**Prompt**
Please copy every line of the records below that holds the word "JoinHandle".

**Data listing**
Segment Open

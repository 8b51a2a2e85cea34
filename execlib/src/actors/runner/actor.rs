use std::io;
use std::path::PathBuf;
use std::process::Stdio;
use std::time::Duration;

use tokio::io::{AsyncBufReadExt, AsyncRead, BufReader};
use tokio::process::{Child, Command};
use tokio::sync::{mpsc, oneshot};
use tokio::task::{JoinError, JoinHandle};
use tokio::time::{self, Instant};

use crate::actors::registry::messages::RunnerUpdate;
use crate::events::{join_lines, JobResult, JobStatus, OutputEvent};
use crate::types::{CommandLine, Envs, JobId};

/// Exit code recorded when the process did not report one of its own:
/// timeout kill or signal death. Real exit codes are non-negative, so the
/// sentinel is unambiguous.
pub const ABNORMAL_EXIT_CODE: i32 = -1;

/// Why the read loop stopped before end-of-stream.
enum Interrupt {
    Cancel,
    Timeout,
}

#[allow(clippy::too_many_arguments)]
pub(crate) fn spawn(
    job_id: JobId,
    command: CommandLine,
    cwd: PathBuf,
    timeout: Duration,
    envs: Envs,
    output_tx: mpsc::UnboundedSender<OutputEvent>,
    updates_tx: mpsc::UnboundedSender<RunnerUpdate>,
    kill_rx: oneshot::Receiver<()>,
) {
    tokio::spawn(async move {
        run(
            job_id, command, cwd, timeout, envs, output_tx, updates_tx, kill_rx,
        )
        .await;
    });
}

#[allow(clippy::too_many_arguments)]
async fn run(
    job_id: JobId,
    command: CommandLine,
    cwd: PathBuf,
    timeout: Duration,
    envs: Envs,
    output_tx: mpsc::UnboundedSender<OutputEvent>,
    updates_tx: mpsc::UnboundedSender<RunnerUpdate>,
    mut kill_rx: oneshot::Receiver<()>,
) {
    let mut child = match Command::new("sh")
        .arg("-c")
        .arg(&command)
        .current_dir(&cwd)
        .envs(envs)
        .stdin(Stdio::null())
        .stdout(Stdio::piped())
        .stderr(Stdio::piped())
        .kill_on_drop(true)
        .spawn()
    {
        Ok(child) => child,
        Err(err) => {
            tracing::warn!(job_id = %job_id, error = %err, "failed to spawn job process");
            let result = JobResult {
                stdout: String::new(),
                returncode: None,
                error: Some(err.to_string()),
            };
            finish(job_id, JobStatus::Error, result, &output_tx, &updates_tx);
            return;
        }
    };

    // line-oriented reads of the combined stdout/stderr stream; each decoded
    // line is visible to subscribers before the process exits
    let (line_tx, mut line_rx) = mpsc::unbounded_channel();
    let stdout_task = pump_lines(child.stdout.take(), line_tx.clone());
    let stderr_task = pump_lines(child.stderr.take(), line_tx);

    // the timeout budget covers the read loop, not submission latency
    let deadline = Instant::now() + timeout;
    let timed_out = time::sleep_until(deadline);
    tokio::pin!(timed_out);

    let mut lines: Vec<String> = Vec::new();
    let mut interrupt = None;
    loop {
        tokio::select! {
            maybe_line = line_rx.recv() => match maybe_line {
                Some(line) => {
                    let _ = output_tx.send(OutputEvent::Line(line.clone()));
                    lines.push(line);
                }
                // both pipes hit end-of-stream: the child closed its output
                None => break,
            },
            _ = &mut kill_rx => {
                interrupt = Some(Interrupt::Cancel);
                break;
            }
            _ = &mut timed_out => {
                interrupt = Some(Interrupt::Timeout);
                break;
            }
        }
    }

    let (status, result) = match interrupt {
        Some(Interrupt::Cancel) => {
            kill_and_reap(&mut child).await;
            (
                JobStatus::Cancelled,
                JobResult {
                    stdout: join_lines(&lines),
                    returncode: None,
                    error: None,
                },
            )
        }
        Some(Interrupt::Timeout) => {
            kill_and_reap(&mut child).await;
            tracing::warn!(job_id = %job_id, timeout_secs = timeout.as_secs(), "job exceeded its timeout");
            (
                JobStatus::Timeout,
                JobResult {
                    stdout: join_lines(&lines),
                    returncode: Some(ABNORMAL_EXIT_CODE),
                    error: None,
                },
            )
        }
        None => {
            let read_failure =
                pump_failure(stdout_task.await).or(pump_failure(stderr_task.await));
            if let Some(reason) = read_failure {
                kill_and_reap(&mut child).await;
                (
                    JobStatus::Error,
                    JobResult {
                        stdout: join_lines(&lines),
                        returncode: None,
                        error: Some(reason),
                    },
                )
            } else {
                // the child may still be between closing its pipes and
                // exiting; a late cancel must still win this race
                tokio::select! {
                    wait_result = child.wait() => match wait_result {
                        Ok(exit) => (
                            JobStatus::Finished,
                            JobResult {
                                stdout: join_lines(&lines),
                                returncode: Some(exit.code().unwrap_or(ABNORMAL_EXIT_CODE)),
                                error: None,
                            },
                        ),
                        Err(err) => (
                            JobStatus::Error,
                            JobResult {
                                stdout: join_lines(&lines),
                                returncode: None,
                                error: Some(err.to_string()),
                            },
                        ),
                    },
                    _ = &mut kill_rx => {
                        kill_and_reap(&mut child).await;
                        (
                            JobStatus::Cancelled,
                            JobResult {
                                stdout: join_lines(&lines),
                                returncode: None,
                                error: None,
                            },
                        )
                    }
                }
            }
        }
    };

    finish(job_id, status, result, &output_tx, &updates_tx);
}

/// Force-terminate and reap. Tolerates a child that already exited on its
/// own just before the signal: "no such process" is success here, and the
/// trailing wait guarantees no zombie is left behind.
async fn kill_and_reap(child: &mut Child) {
    let _ = child.kill().await;
    let _ = child.wait().await;
}

fn finish(
    job_id: JobId,
    status: JobStatus,
    result: JobResult,
    output_tx: &mpsc::UnboundedSender<OutputEvent>,
    updates_tx: &mpsc::UnboundedSender<RunnerUpdate>,
) {
    // done marker first so subscribers observe it with the same status the
    // registry records
    let _ = output_tx.send(OutputEvent::Done(status));
    let _ = updates_tx.send(RunnerUpdate {
        job_id,
        status,
        result,
    });
    tracing::debug!(job_id = %job_id, status = %status, "runner finished");
}

/// Read one pipe line-by-line, forwarding each decoded line as it arrives.
/// Decoding is lossy so binary output cannot wedge the read loop.
fn pump_lines<R>(
    pipe: Option<R>,
    line_tx: mpsc::UnboundedSender<String>,
) -> JoinHandle<io::Result<()>>
where
    R: AsyncRead + Unpin + Send + 'static,
{
    tokio::spawn(async move {
        let pipe = match pipe {
            Some(pipe) => pipe,
            None => return Ok(()),
        };
        let mut reader = BufReader::new(pipe);
        let mut buf = Vec::new();
        loop {
            buf.clear();
            if reader.read_until(b'\n', &mut buf).await? == 0 {
                return Ok(());
            }
            let mut line = String::from_utf8_lossy(&buf).into_owned();
            if line.ends_with('\n') {
                line.pop();
                if line.ends_with('\r') {
                    line.pop();
                }
            }
            if line_tx.send(line).is_err() {
                // runner stopped listening (timeout or cancel); stop reading
                return Ok(());
            }
        }
    })
}

fn pump_failure(joined: Result<io::Result<()>, JoinError>) -> Option<String> {
    match joined {
        Ok(Ok(())) => None,
        Ok(Err(err)) => Some(err.to_string()),
        Err(err) => Some(err.to_string()),
    }
}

Segment Closed

**Answer space**
use tokio::task::{JoinError, JoinHandle};
) -> JoinHandle<io::Result<()>>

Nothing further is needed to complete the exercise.